◆ Task to carry out: State the number of lines that hold "parameter" in the records below, with no other words.

◆ Information:
---+---
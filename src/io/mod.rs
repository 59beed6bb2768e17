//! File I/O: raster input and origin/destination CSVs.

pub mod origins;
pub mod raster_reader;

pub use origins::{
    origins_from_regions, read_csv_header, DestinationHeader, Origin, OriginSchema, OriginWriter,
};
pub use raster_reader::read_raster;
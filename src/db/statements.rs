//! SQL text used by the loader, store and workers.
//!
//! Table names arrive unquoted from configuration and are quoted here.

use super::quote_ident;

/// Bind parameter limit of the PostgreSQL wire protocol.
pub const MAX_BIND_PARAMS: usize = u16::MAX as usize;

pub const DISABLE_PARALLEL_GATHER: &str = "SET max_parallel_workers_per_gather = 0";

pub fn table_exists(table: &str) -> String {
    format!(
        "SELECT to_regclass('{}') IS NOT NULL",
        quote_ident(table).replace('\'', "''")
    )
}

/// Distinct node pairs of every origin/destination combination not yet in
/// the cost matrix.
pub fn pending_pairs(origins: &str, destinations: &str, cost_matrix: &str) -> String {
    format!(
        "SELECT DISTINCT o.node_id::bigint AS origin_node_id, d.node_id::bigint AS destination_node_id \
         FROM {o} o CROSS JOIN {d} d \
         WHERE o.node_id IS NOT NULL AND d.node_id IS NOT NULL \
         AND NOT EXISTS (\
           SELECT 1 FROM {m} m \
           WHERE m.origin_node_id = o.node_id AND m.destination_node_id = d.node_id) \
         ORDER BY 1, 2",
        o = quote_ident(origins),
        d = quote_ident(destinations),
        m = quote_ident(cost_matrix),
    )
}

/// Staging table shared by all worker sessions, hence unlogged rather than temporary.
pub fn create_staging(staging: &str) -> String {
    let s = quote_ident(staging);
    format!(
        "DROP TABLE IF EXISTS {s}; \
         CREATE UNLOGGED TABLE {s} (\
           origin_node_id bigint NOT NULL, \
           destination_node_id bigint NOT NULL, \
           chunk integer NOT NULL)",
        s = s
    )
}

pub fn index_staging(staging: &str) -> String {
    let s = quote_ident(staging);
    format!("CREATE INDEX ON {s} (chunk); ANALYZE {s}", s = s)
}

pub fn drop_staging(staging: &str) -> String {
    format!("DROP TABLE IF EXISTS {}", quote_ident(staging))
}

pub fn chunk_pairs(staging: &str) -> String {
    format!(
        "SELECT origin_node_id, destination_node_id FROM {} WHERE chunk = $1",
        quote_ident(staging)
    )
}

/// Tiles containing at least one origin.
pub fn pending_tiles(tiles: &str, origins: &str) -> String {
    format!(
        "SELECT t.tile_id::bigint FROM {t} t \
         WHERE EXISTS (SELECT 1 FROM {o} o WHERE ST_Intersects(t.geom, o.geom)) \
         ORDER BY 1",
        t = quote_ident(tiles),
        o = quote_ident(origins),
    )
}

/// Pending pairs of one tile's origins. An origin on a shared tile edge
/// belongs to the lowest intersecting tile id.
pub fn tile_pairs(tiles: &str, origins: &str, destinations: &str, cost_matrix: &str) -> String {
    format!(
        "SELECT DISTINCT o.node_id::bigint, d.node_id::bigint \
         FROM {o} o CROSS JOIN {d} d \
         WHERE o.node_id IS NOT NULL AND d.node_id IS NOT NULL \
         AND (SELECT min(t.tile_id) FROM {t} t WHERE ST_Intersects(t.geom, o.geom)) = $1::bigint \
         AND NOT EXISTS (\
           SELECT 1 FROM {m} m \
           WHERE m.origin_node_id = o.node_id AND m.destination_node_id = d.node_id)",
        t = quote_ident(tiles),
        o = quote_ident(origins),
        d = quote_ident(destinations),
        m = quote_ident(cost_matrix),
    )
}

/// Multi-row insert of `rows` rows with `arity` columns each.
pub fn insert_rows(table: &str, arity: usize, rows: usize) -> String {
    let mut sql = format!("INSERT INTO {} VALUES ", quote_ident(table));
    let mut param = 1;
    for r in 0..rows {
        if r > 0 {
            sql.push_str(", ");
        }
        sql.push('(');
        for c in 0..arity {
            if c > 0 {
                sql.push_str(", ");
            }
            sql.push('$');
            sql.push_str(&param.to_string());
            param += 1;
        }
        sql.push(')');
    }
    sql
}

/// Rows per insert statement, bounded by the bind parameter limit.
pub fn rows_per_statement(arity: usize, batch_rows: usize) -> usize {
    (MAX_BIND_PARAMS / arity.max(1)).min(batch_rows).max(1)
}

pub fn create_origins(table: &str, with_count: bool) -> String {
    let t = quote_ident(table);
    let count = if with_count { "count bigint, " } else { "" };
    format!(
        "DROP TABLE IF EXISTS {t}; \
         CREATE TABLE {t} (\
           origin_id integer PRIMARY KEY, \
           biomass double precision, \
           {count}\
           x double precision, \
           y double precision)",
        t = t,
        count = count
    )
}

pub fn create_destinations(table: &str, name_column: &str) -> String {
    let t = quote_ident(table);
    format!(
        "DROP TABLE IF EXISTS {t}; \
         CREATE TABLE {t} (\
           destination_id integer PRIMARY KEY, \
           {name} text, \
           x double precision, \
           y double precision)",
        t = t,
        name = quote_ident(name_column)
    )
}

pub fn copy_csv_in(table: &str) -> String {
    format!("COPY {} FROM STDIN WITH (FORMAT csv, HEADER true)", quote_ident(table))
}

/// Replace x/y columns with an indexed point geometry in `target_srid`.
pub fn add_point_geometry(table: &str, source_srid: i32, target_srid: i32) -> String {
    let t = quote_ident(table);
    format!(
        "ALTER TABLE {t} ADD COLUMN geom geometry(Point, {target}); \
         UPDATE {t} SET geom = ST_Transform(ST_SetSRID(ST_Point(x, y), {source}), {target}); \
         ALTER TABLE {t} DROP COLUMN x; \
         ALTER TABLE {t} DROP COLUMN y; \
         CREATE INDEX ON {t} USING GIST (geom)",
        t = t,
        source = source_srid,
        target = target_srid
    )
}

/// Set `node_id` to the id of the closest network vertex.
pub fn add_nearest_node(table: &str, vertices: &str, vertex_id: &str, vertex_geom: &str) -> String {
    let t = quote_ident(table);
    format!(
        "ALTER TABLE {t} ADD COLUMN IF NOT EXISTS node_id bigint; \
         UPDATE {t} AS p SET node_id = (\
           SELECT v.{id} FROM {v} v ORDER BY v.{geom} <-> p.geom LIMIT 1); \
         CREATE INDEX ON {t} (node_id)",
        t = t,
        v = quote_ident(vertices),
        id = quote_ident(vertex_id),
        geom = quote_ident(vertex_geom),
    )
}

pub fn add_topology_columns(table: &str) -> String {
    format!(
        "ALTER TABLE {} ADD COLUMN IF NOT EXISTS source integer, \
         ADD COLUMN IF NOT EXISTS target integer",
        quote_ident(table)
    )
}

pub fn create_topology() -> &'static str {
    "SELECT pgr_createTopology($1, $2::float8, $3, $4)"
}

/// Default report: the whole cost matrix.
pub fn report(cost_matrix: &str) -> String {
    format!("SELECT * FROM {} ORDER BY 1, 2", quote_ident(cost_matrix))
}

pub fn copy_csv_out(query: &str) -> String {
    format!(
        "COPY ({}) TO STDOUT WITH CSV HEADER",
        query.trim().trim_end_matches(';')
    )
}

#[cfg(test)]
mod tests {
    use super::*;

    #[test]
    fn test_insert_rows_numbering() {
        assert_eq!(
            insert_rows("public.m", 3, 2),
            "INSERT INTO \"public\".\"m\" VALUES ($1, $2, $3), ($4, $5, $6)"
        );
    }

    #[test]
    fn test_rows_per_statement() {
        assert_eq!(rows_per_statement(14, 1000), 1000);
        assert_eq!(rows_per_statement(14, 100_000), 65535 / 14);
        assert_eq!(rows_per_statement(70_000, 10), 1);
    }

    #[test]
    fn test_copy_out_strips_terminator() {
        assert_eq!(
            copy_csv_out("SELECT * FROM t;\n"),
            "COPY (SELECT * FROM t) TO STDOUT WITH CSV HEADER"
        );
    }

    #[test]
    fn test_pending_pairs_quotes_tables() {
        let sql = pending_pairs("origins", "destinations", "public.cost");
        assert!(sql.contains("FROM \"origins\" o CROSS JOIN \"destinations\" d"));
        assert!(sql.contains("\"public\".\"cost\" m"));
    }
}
---+---
◆ Answer below: 2